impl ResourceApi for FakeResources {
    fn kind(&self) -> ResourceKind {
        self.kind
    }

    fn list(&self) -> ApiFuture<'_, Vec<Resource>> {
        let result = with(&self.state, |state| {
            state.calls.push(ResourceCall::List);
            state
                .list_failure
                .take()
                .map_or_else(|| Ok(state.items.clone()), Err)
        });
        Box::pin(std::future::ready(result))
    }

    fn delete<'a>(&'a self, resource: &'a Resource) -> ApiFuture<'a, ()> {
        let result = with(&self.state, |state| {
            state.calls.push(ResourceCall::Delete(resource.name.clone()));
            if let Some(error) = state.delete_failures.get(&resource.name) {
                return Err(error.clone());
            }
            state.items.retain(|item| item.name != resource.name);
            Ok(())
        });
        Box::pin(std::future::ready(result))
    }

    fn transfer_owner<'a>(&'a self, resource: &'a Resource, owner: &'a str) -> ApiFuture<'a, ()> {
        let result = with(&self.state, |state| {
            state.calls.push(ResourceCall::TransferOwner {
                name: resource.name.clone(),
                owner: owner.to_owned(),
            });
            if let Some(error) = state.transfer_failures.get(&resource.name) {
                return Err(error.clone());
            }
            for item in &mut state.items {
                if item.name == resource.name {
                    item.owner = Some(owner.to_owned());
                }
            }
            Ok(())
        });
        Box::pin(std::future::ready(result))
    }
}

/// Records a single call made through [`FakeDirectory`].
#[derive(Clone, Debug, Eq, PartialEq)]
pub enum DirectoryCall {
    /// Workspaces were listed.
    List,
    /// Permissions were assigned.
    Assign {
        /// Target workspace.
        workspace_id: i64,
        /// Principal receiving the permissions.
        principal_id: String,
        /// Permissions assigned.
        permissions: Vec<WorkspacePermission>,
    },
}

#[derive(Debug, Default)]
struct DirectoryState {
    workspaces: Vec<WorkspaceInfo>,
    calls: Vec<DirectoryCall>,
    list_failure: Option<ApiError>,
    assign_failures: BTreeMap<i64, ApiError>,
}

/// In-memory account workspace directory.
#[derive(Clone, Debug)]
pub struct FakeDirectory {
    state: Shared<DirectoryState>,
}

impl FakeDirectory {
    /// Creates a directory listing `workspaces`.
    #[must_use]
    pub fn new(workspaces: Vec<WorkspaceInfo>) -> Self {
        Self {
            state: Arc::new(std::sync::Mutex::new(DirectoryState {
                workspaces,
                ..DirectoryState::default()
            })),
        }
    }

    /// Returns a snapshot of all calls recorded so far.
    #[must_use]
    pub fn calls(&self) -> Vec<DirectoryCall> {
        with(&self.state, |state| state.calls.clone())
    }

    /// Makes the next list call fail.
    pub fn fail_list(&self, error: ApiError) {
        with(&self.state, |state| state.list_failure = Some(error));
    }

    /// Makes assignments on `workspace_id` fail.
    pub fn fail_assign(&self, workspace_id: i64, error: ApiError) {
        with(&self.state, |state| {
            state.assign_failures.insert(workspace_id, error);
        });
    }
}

- - - - -

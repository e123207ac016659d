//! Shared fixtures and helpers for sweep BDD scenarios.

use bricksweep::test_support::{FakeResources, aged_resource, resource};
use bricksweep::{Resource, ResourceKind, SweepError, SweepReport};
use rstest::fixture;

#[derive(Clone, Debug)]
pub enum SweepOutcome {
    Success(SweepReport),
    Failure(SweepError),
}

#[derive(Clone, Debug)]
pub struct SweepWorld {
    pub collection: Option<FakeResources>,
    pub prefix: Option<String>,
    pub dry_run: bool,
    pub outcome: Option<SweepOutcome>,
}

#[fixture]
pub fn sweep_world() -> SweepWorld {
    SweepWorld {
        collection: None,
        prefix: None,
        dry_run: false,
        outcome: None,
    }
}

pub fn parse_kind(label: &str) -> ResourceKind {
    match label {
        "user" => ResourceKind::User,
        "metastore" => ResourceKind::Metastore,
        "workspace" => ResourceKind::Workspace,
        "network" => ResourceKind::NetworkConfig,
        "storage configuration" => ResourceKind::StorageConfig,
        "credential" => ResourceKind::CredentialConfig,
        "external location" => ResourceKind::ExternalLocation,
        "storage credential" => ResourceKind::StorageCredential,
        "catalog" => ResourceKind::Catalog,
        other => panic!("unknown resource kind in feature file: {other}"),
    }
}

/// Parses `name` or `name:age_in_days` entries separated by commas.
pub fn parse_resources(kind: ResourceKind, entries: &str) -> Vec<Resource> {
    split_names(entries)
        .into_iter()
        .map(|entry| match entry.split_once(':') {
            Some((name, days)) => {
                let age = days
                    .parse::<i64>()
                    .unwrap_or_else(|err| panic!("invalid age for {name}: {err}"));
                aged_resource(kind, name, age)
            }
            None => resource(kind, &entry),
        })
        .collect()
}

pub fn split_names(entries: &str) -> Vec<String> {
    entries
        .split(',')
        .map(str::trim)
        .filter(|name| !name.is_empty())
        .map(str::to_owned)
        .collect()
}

- - - - -

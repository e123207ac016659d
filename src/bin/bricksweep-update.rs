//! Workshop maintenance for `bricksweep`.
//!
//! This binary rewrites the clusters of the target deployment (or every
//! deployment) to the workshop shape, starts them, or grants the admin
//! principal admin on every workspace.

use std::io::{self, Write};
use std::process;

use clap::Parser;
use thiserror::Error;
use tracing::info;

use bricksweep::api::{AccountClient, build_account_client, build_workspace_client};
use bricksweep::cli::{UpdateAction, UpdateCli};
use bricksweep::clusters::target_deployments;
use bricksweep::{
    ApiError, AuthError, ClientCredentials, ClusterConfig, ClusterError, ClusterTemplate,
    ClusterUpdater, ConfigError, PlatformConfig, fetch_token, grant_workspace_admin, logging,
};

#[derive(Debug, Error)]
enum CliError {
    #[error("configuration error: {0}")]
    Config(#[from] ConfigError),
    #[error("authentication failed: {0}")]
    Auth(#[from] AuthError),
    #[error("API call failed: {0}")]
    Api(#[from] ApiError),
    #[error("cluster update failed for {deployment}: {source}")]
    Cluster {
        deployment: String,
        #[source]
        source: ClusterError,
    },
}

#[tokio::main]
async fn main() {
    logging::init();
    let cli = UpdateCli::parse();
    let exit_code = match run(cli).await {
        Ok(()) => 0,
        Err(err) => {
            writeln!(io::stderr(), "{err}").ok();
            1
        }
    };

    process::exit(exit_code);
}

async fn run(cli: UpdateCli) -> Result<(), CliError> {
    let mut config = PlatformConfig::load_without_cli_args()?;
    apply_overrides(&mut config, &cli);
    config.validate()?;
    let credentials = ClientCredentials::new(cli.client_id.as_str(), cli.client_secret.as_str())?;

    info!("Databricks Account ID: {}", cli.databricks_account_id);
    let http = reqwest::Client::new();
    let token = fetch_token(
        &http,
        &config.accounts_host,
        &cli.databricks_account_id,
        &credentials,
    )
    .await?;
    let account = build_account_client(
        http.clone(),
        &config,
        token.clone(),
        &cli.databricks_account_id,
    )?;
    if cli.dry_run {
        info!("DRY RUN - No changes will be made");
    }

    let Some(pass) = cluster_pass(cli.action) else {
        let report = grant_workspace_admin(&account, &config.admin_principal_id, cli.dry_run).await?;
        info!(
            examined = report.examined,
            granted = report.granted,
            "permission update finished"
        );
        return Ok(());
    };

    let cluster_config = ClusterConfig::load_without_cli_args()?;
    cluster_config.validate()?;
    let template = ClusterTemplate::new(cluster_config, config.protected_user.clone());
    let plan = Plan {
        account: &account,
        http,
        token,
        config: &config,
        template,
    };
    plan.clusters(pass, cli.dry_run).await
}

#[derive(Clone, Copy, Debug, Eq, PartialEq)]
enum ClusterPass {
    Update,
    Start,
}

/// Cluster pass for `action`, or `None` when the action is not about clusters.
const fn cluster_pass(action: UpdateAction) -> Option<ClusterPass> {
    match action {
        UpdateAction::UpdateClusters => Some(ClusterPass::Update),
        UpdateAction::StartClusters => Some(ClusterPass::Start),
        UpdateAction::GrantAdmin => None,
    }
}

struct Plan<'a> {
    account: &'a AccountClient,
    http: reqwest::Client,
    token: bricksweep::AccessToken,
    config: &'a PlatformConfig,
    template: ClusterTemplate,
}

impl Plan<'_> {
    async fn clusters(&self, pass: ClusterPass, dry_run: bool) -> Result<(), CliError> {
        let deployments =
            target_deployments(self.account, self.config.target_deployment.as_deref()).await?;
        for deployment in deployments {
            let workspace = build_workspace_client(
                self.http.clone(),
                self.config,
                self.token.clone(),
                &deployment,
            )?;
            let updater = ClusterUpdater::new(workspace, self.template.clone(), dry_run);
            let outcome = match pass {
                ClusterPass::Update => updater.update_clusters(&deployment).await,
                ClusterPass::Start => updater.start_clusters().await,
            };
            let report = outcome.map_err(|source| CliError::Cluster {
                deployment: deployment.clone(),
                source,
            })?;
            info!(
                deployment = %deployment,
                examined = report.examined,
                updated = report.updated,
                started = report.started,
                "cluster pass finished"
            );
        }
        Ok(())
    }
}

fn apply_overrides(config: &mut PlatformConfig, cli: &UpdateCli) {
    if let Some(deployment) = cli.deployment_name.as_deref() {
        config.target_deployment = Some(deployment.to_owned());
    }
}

- - - - -

● **Work request**: Filter the entries above and keep only the lines with the word "enum".

● **Written response**:
pub enum DirectoryCall {
pub enum SweepOutcome {
enum CliError {
enum ClusterPass {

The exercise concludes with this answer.